TASK: Should the word "None" occur in a line of the records, copy that line.

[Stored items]

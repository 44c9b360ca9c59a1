//! Row/event codecs.
//!
//! One encoder instance serves one `(format, db, table)` at one schema
//! version. JSON and MsgPack are schema-carrying: they can render `schema`
//! events into the stream and follow `update_schema`. Avro is schema-rigid
//! for its lifetime; see [`avro`].

use crate::types::{CommonEvent, Datum, EventKind, Field, TableSchema};

pub mod avro;
pub mod json;
pub mod msgpack;

pub use avro::AvroEncoder;
pub use json::JsonEncoder;
pub use msgpack::MsgPackEncoder;

#[derive(Debug, thiserror::Error)]
pub enum EncodeError {
    #[error("unknown encoder format: {0}")]
    UnknownFormat(String),
    #[error("row has {got} values, schema has {want} columns")]
    ColumnCount { got: usize, want: usize },
    #[error("table has no primary key")]
    NoPrimaryKey,
    #[error("json: {0}")]
    Json(#[from] serde_json::Error),
    #[error("msgpack encode: {0}")]
    MsgPackEncode(#[from] rmp_serde::encode::Error),
    #[error("msgpack decode: {0}")]
    MsgPackDecode(#[from] rmp_serde::decode::Error),
    #[error("avro: {0}")]
    Avro(#[from] apache_avro::Error),
    #[error("malformed event: {0}")]
    Malformed(String),
}

/// Schema-aware row ↔ wire-format codec.
pub trait Encoder: Send + Sync {
    /// Format key this encoder was created under.
    fn kind(&self) -> &'static str;

    /// The table schema this encoder currently renders.
    fn schema(&self) -> &TableSchema;

    /// Whether this format can carry `schema` events in-stream.
    fn schema_carrying(&self) -> bool;

    /// Encode a prepared envelope event.
    fn encode_event(&self, ev: &CommonEvent) -> Result<Vec<u8>, EncodeError>;

    /// Decode a wire payload back into the envelope form.
    fn decode_event(&self, payload: &[u8]) -> Result<CommonEvent, EncodeError>;

    /// Replace the rendered schema. No-op for schema-rigid formats.
    fn update_schema(&mut self, schema: TableSchema) -> Result<(), EncodeError>;

    /// Encode a full row image as an insert/delete event.
    ///
    /// `row` must be in schema column order; the primary key is extracted
    /// from it. Deletes keep only the key.
    fn encode_row(
        &self,
        kind: EventKind,
        row: &[Datum],
        seq_no: u64,
        timestamp: i64,
    ) -> Result<Vec<u8>, EncodeError> {
        let ev = self.event_from_row(kind, row, seq_no, timestamp)?;
        self.encode_event(&ev)
    }

    /// Build the envelope event for a row image without encoding it.
    fn event_from_row(
        &self,
        kind: EventKind,
        row: &[Datum],
        seq_no: u64,
        timestamp: i64,
    ) -> Result<CommonEvent, EncodeError> {
        let schema = self.schema();
        let key_indexes = schema.key_indexes();
        if key_indexes.is_empty() {
            return Err(EncodeError::NoPrimaryKey);
        }
        if row.len() < key_indexes.len() {
            return Err(EncodeError::ColumnCount {
                got: row.len(),
                want: schema.columns.len(),
            });
        }
        let key = key_indexes
            .into_iter()
            .map(|i| row.get(i).cloned().unwrap_or(Datum::Null))
            .collect();
        let fields = match kind {
            EventKind::Delete => None,
            _ => Some(
                schema
                    .columns
                    .iter()
                    .zip(row.iter())
                    .map(|(c, v)| Field { name: c.name.clone(), value: v.clone() })
                    .collect(),
            ),
        };
        Ok(CommonEvent { kind, key, seq_no, timestamp, fields })
    }

    /// Render the current schema as a `schema` event, if the format
    /// supports it.
    fn encode_schema(&self, seq_no: u64, timestamp: i64) -> Result<Option<Vec<u8>>, EncodeError> {
        if !self.schema_carrying() {
            return Ok(None);
        }
        let ev = schema_event(self.schema(), seq_no, timestamp);
        Ok(Some(self.encode_event(&ev)?))
    }
}

/// Build the envelope `schema` event for a table schema.
pub fn schema_event(schema: &TableSchema, seq_no: u64, timestamp: i64) -> CommonEvent {
    CommonEvent {
        kind: EventKind::Schema,
        key: schema
            .key_columns()
            .iter()
            .map(|c| Datum::Text(c.name.clone()))
            .collect(),
        seq_no,
        timestamp,
        fields: Some(
            schema
                .columns
                .iter()
                .map(|c| Field {
                    name: c.name.clone(),
                    value: Datum::Text(c.column_type.clone()),
                })
                .collect(),
        ),
    }
}

/// Stable, prefix-free serialization of primary-key values.
///
/// Each component is rendered to its string form and prefixed with its
/// decimal length, so `[1, 23]` → `"11223"` and `[12, 3]` → `"21213"`
/// never collide.
pub fn row_key(key: &[Datum]) -> String {
    let mut out = String::new();
    for d in key {
        let s = d.render();
        out.push_str(&s.len().to_string());
        out.push_str(&s);
    }
    out
}

/// Row key extracted from a full row image in schema order.
pub fn row_key_from_schema(schema: &TableSchema, row: &[Datum]) -> String {
    let key: Vec<Datum> = schema
        .key_indexes()
        .into_iter()
        .map(|i| row.get(i).cloned().unwrap_or(Datum::Null))
        .collect();
    row_key(&key)
}

/// Build-time registry of encoder constructors, keyed by format.
type Constructor = fn(&str, TableSchema) -> Result<Box<dyn Encoder>, EncodeError>;

static ENCODERS: &[(&str, Constructor)] = &[
    ("json", |_, s| Ok(Box::new(JsonEncoder::new(s)))),
    ("msgpack", |_, s| Ok(Box::new(MsgPackEncoder::new(s)))),
    ("avro", |ns, s| Ok(Box::new(AvroEncoder::new(ns, s)?))),
];

/// Registered format keys.
pub fn formats() -> Vec<&'static str> {
    ENCODERS.iter().map(|(k, _)| *k).collect()
}

/// Construct an encoder for `format` over `schema`.
///
/// `namespace` qualifies generated record names for formats that have
/// them (Avro).
pub fn create(
    format: &str,
    namespace: &str,
    schema: TableSchema,
) -> Result<Box<dyn Encoder>, EncodeError> {
    for (key, ctor) in ENCODERS {
        if *key == format {
            return ctor(namespace, schema);
        }
    }
    Err(EncodeError::UnknownFormat(format.to_string()))
}

#[cfg(test)]
mod tests {
    use super::*;
    use crate::types::ColumnSchema;

    fn schema() -> TableSchema {
        TableSchema {
            db: "db1".into(),
            table: "t1".into(),
            columns: vec![
                ColumnSchema {
                    name: "f1".into(),
                    data_type: "int".into(),
                    column_type: "int(11)".into(),
                    key_ordinal: Some(1),
                },
                ColumnSchema {
                    name: "f3".into(),
                    data_type: "int".into(),
                    column_type: "int(11)".into(),
                    key_ordinal: None,
                },
            ],
        }
    }

    #[test]
    fn row_key_is_prefix_free() {
        assert_eq!(row_key(&[Datum::Int32(101)]), "3101");
        assert_eq!(row_key(&[Datum::Int32(1), Datum::Int32(23)]), "11223");
        assert_eq!(row_key(&[Datum::Int32(12), Datum::Int32(3)]), "21213");
        assert_ne!(
            row_key(&[Datum::Int32(1), Datum::Int32(23)]),
            row_key(&[Datum::Int32(12), Datum::Int32(3)])
        );
        assert_eq!(row_key(&[Datum::Text("abc".into())]), "3abc");
    }

    #[test]
    fn row_key_matches_across_encoders() {
        // Key derivation does not depend on the encoder at all; the same
        // values produce the same bytes for any format.
        let s = schema();
        let row = [Datum::Int32(101), Datum::Int32(0)];
        assert_eq!(row_key_from_schema(&s, &row), "3101");
        assert_eq!(row_key(&[Datum::Int64(101)]), "3101");
    }

    #[test]
    fn keyless_tables_cannot_encode_rows() {
        let mut s = schema();
        s.columns[0].key_ordinal = None;
        let enc = create("json", "ns", s).unwrap();
        assert!(matches!(
            enc.encode_row(EventKind::Insert, &[Datum::Int32(1), Datum::Int32(2)], 1, 0),
            Err(EncodeError::NoPrimaryKey)
        ));
    }

    #[test]
    fn unknown_format_is_rejected() {
        assert!(matches!(
            create("protobuf", "ns", schema()),
            Err(EncodeError::UnknownFormat(_))
        ));
    }

    #[test]
    fn registry_has_all_formats() {
        assert_eq!(formats(), vec!["json", "msgpack", "avro"]);
    }

    #[test]
    fn schema_event_shape() {
        let ev = schema_event(&schema(), 5, 0);
        assert_eq!(ev.kind, EventKind::Schema);
        assert_eq!(ev.key, vec![Datum::Text("f1".into())]);
        let fields = ev.fields.unwrap();
        assert_eq!(fields[0].value, Datum::Text("int(11)".into()));
    }
}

SOLVED PROBLEM:
            EventKind::Delete => None,
            return Ok(None);
                    key_ordinal: None,
        s.columns[0].key_ordinal = None;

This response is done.